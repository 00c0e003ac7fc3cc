//! One-shot completion signal, and the surface release ticket built on it.

use std::fmt;
use std::sync::atomic::{AtomicBool, Ordering};
use std::sync::Arc;
use std::time::{Duration, Instant};

use parking_lot::{Condvar, Mutex};

/// Signal for one-shot completion.
struct CompletionSignal {
    done: AtomicBool,
    condvar: Condvar,
    mutex: Mutex<()>,
}

impl CompletionSignal {
    fn new(done: bool) -> Self {
        Self {
            done: AtomicBool::new(done),
            condvar: Condvar::new(),
            mutex: Mutex::new(()),
        }
    }

    /// Returns true if this call did the signalling.
    fn signal(&self) -> bool {
        // Taken so a waiter between its check and its wait cannot miss us.
        let _guard = self.mutex.lock();
        let first = !self.done.swap(true, Ordering::AcqRel);
        self.condvar.notify_all();
        first
    }

    fn is_done(&self) -> bool {
        self.done.load(Ordering::Acquire)
    }

    fn wait(&self) {
        if self.is_done() {
            return;
        }
        let mut guard = self.mutex.lock();
        while !self.is_done() {
            self.condvar.wait(&mut guard);
        }
    }

    fn wait_timeout(&self, timeout: Duration) -> bool {
        if self.is_done() {
            return true;
        }
        let deadline = Instant::now() + timeout;
        let mut guard = self.mutex.lock();
        while !self.is_done() {
            if self.condvar.wait_until(&mut guard, deadline).timed_out() {
                break;
            }
        }
        self.is_done()
    }
}

/// Ticket returned when the host reports a destroyed surface.
///
/// Once released, no frame will be presented to the destroyed window, and the
/// host may free it. Clones share the same state.
#[derive(Clone)]
pub struct SurfaceRelease {
    signal: Arc<CompletionSignal>,
}

impl SurfaceRelease {
    /// Creates an unresolved ticket.
    #[must_use]
    pub fn pending() -> Self {
        Self {
            signal: Arc::new(CompletionSignal::new(false)),
        }
    }

    /// Creates an already-resolved ticket.
    #[must_use]
    pub fn released() -> Self {
        Self {
            signal: Arc::new(CompletionSignal::new(true)),
        }
    }

    /// Resolves the ticket and wakes every waiter. Idempotent; returns true
    /// only for the call that resolved it.
    pub fn mark_released(&self) -> bool {
        self.signal.signal()
    }

    /// Returns true once the window may be freed.
    #[must_use]
    pub fn is_released(&self) -> bool {
        self.signal.is_done()
    }

    /// Blocks until released.
    pub fn wait(&self) {
        self.signal.wait();
    }

    /// Blocks until released or `timeout` elapses. Returns true if released.
    #[must_use]
    pub fn wait_timeout(&self, timeout: Duration) -> bool {
        self.signal.wait_timeout(timeout)
    }
}

impl fmt::Debug for SurfaceRelease {
    fn fmt(&self, f: &mut fmt::Formatter<'_>) -> fmt::Result {
        f.debug_struct("SurfaceRelease")
            .field("released", &self.is_released())
            .finish()
    }
}

#[cfg(test)]
mod tests {
    use super::*;
    use std::thread;

    #[test]
    fn test_release_wakes_waiter() {
        let ticket = SurfaceRelease::pending();
        let waiter = ticket.clone();

        let handle = thread::spawn(move || {
            waiter.wait();
            waiter.is_released()
        });

        thread::sleep(Duration::from_millis(10));
        assert!(ticket.mark_released());
        assert!(handle.join().unwrap());
    }

    #[test]
    fn test_release_is_idempotent() {
        let ticket = SurfaceRelease::pending();
        assert!(!ticket.is_released());
        assert!(ticket.mark_released());
        assert!(!ticket.mark_released());
        assert!(ticket.is_released());
    }

    #[test]
    fn test_wait_timeout_expires() {
        let ticket = SurfaceRelease::pending();
        assert!(!ticket.wait_timeout(Duration::from_millis(5)));
        assert!(SurfaceRelease::released().wait_timeout(Duration::ZERO));
    }
}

_Action item_
Output should match, line for line, the stretch of the material above from the line holding "Blocks until released." through the line holding "use std::thread;".

_Written response_
    /// Blocks until released.
    pub fn wait(&self) {
        self.signal.wait();
    }

    /// Blocks until released or `timeout` elapses. Returns true if released.
    #[must_use]
    pub fn wait_timeout(&self, timeout: Duration) -> bool {
        self.signal.wait_timeout(timeout)
    }
}

impl fmt::Debug for SurfaceRelease {
    fn fmt(&self, f: &mut fmt::Formatter<'_>) -> fmt::Result {
        f.debug_struct("SurfaceRelease")
            .field("released", &self.is_released())
            .finish()
    }
}

#[cfg(test)]
mod tests {
    use super::*;
    use std::thread;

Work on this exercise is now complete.